Un juge fédéral a annulé la taxe il y a trois jours, statuant que Trump a outrepassé son autorité en imposant ce qui équivalait à une taxe non autorisée.

Andrew Harnik / Getty Images
Le ministère de la Justice a déposé jeudi un avis pour faire appel d'une décision d'un tribunal fédéral qui a annulé la redevance de 100 000 $ imposée par le président Donald Trump sur les demandes de visa H-1B, selon CNBC.
Le juge Leo Sorokin du tribunal de district des États-Unis à Boston avait annulé la redevance plus tôt dans la semaine, concluant qu'une autorisation du Congrès était nécessaire avant qu'un tel prélèvement puisse être imposé — une autorité que Trump n'avait pas. "La substance et l'application du paiement de 100 000 $ révèlent qu'il s'agit d'une taxe", a-t-il écrit, constatant que le Congrès n'avait pas délégué ce pouvoir à l'exécutif.
Trump a imposé la redevance par proclamation présidentielle en septembre dernier, arguant que le programme H-1B avait été mal utilisé pour remplacer les travailleurs américains. Avant la proclamation, les employeurs payaient entre 2 000 $ et 5 000 $ par demande. L'administration avait soutenu que la loi fédérale sur l'immigration donnait à Trump le pouvoir d'imposer la redevance comme une pénalité envers certains étrangers — une position rejetée par le juge Sorokin.
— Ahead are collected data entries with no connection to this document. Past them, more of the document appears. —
//! Diagnostics emitted while loading records.

use crate::loader::{LineError, LoadReport};

/// Receiver of load events.
///
/// Every line which does not produce a record, other than a blank one, is
/// passed to [`Reporter::skipped`].
pub trait Reporter {
    /// Line `line` (1-based) was skipped because of `error`.
    fn skipped(&self, line: usize, error: &LineError);

    /// A load finished.
    fn loaded(&self, report: &LoadReport);
}

impl<T> Reporter for &T
where
    T: ?Sized + Reporter,
{
    #[inline]
    fn skipped(&self, line: usize, error: &LineError) {
        (*self).skipped(line, error);
    }

    #[inline]
    fn loaded(&self, report: &LoadReport) {
        (*self).loaded(report);
    }
}

/// Reporter which emits skipped lines as warnings through `tracing`.
#[derive(Debug, Default, Clone, Copy)]
pub struct TracingReporter;

impl Reporter for TracingReporter {
    fn skipped(&self, line: usize, error: &LineError) {
        match error {
            LineError::Key(field) | LineError::Value(field) => {
                tracing::warn!(line, "Skipping line: {error}: {field}");
            }
            LineError::MissingSeparator { text, .. } => {
                tracing::warn!(line, "Skipping line: {error}: `{text}`");
            }
            LineError::Encoding => {
                tracing::warn!(line, "Skipping line: {error}");
            }
        }
    }

    fn loaded(&self, report: &LoadReport) {
        tracing::info!(
            loaded = report.loaded,
            skipped = report.skipped,
            "Finished loading records"
        );
    }
}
Créé en 1990, le programme H-1B offre aux employeurs une voie pour embaucher des travailleurs non immigrants dans des rôles spécialisés, avec une autorisation pouvant durer jusqu'à six ans. Il couvre environ 700 000 personnes aux États-Unis et est utilisé par les grandes entreprises technologiques, dont Amazon $AMZN, Microsoft $MSFT, Meta $META, Apple $AAPL, et Alphabet $GOOGL. La redevance a eu un effet immédiat de refroidissement sur le programme : des documents judiciaires de mars ont montré que seuls 85 paiements de la redevance de 100 000 $ avaient été traités par les services de citoyenneté et d'immigration des États-Unis jusqu'au 15 février. Parmi ceux affectés, Walmart $WMT faisait partie d'un certain nombre d'entreprises qui ont annoncé se retirer du programme H-1B une fois que la proclamation est entrée en vigueur.
La décision du juge Sorokin était l'un des multiples défis juridiques concernant la taxe. La Chambre de commerce des États-Unis et une entreprise de recrutement d'infirmières ont chacune intenté des poursuites indépendantes contre la politique. La Chambre a subi un revers en décembre dernier lorsqu'un juge a refusé de suspendre la taxe au stade préliminaire ; cette décision a depuis été portée en appel devant une cour de circuit fédérale à Washington.
Le DOJ n'a pas répondu à une demande de commentaire, selon le média.